Irregolarità dell’attività dei revisori emerse nel corso di verifiche tributarie – Circ. Guardia di Finanza 27.11.2017 n. 1/2018

Nel volume III della Circolare n. 1/2018 della Guardia di Finanza viene precisato che, qualora nel corso di una verifica tributaria i verificatori dell’arma riscontrino irregolarità nell’attività svolta dai revisori, gli stessi devono segnalare tali fattispecie:

  • al MEF, in relazione ad aspetti amministrativi, o
  • alla competente Autorità giudiziaria, in caso di circostanze penalmente rilevanti.
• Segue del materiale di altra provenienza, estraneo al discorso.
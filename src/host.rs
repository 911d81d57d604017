//! # Host Boundary
//!
//! The serving framework that ultimately owns the sockets is an external
//! collaborator: the router only hands it `(verb, pattern, handler)` triples,
//! static-directory mounts, and a reverse-resolution handle for its template
//! context. [`HostApp`] is that boundary.
//!
//! [`HandlerRequest`] / [`HandlerResponse`] are the minimal request shape a
//! handler sees. Parameter storage is stack-allocated for the common case of
//! a handful of path/query parameters.

use crate::router::UrlMap;
use crate::routes::Verb;
use serde::Serialize;
use serde_json::Value;
use smallvec::SmallVec;
use std::collections::HashMap;
use std::path::Path;
use std::sync::Arc;

/// Maximum number of path/query parameters before heap allocation.
/// Route patterns rarely carry more than a few `:name` placeholders.
pub const MAX_INLINE_PARAMS: usize = 8;

/// Stack-allocated parameter storage for request dispatch.
pub type ParamVec = SmallVec<[(String, String); MAX_INLINE_PARAMS]>;

/// A callable route handler, as registered with the host.
pub type Handler = Arc<dyn Fn(HandlerRequest) -> HandlerResponse>;

/// Request data passed to a handler.
#[derive(Debug, Clone)]
pub struct HandlerRequest {
    /// HTTP verb of the request
    pub verb: Verb,
    /// Request path as received
    pub path: String,
    /// Path parameters extracted from the URL
    pub path_params: ParamVec,
    /// Query string parameters
    pub query_params: ParamVec,
    /// Request body parsed as JSON, if present
    pub body: Option<Value>,
}

impl HandlerRequest {
    /// Build a bare request for a verb and path, with no parameters.
    #[must_use]
    pub fn new(verb: Verb, path: impl Into<String>) -> Self {
        Self {
            verb,
            path: path.into(),
            path_params: ParamVec::new(),
            query_params: ParamVec::new(),
            body: None,
        }
    }

    /// Get a path parameter by name (last write wins on duplicates).
    #[must_use]
    pub fn path_param(&self, name: &str) -> Option<&str> {
        self.path_params
            .iter()
            .rfind(|(k, _)| k == name)
            .map(|(_, v)| v.as_str())
    }
}

/// Response data returned by a handler.
#[derive(Debug, Clone)]
pub struct HandlerResponse {
    /// HTTP status code
    pub status: u16,
    /// Response headers
    pub headers: HashMap<String, String>,
    /// Response body as JSON
    pub body: Value,
}

impl HandlerResponse {
    /// A `200 OK` JSON response.
    #[must_use]
    pub fn ok_json(body: impl Serialize) -> Self {
        Self {
            status: 200,
            headers: HashMap::new(),
            body: serde_json::to_value(body).unwrap_or(Value::Null),
        }
    }
}

/// The host web-serving object the router binds routes against.
///
/// Implementations register each entry however their framework expects;
/// the router drives this trait once, at startup, in table order.
pub trait HostApp {
    /// Register a handler for a verb and path pattern.
    fn register(&mut self, verb: Verb, pattern: &str, handler: Handler);

    /// Mount a static-file directory under a URL prefix. The directory has
    /// already been verified to exist.
    fn mount_static(&mut self, prefix: &str, dir: &Path);

    /// Publish the router's reverse-resolution handle into the host's shared
    /// template/view context under `key`, so views can call `reverse(...)`.
    fn publish(&mut self, key: &str, urls: UrlMap);
}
Nella Circolare sono anche richiamate le sanzioni amministrative contemplate dall’art. 24 del DLgs. 39/2010, irrogabili dal MEF quando vengono accertate irregolarità nello svolgimento dell’attività di revisione legale.
Secondo l’Autore dell’articolo qui citato, le fattispecie eventualmente collegabili al reato di false comunicazioni sociali potrebbero indurre a segnalazioni di tipo penale.  Altri elementi da valutare potrebbero essere quelli legati all‘indipendenza del revisore nei casi in cui nel corso della verifica dovessero emergere documenti o informazioni che ingenerino seri dubbi nei verificatori circa la sussistenza dei requisiti di indipendenza richiesti dalle norme e dai regolamenti in materia.

Fonti e riferimenti

  • Legge 27.5.2015 n. 69 (G.U. 30.5.2015 n. 124)
  • artt. 15, 20, 24, 27, 28, 29, 30 e 31 DLgs. 27.1.2010 n. 39 (S.O. n. 58/L G.U. 23.3.2010 n. 68)
  • Circolare Guardia di Finanza 27.11.2017 n. 1/2018
  • Il Quotidiano del Commercialista del 8.5.2018 – ”Rischi per i revisori dalle verifiche fiscali della GdF” – Bozza E.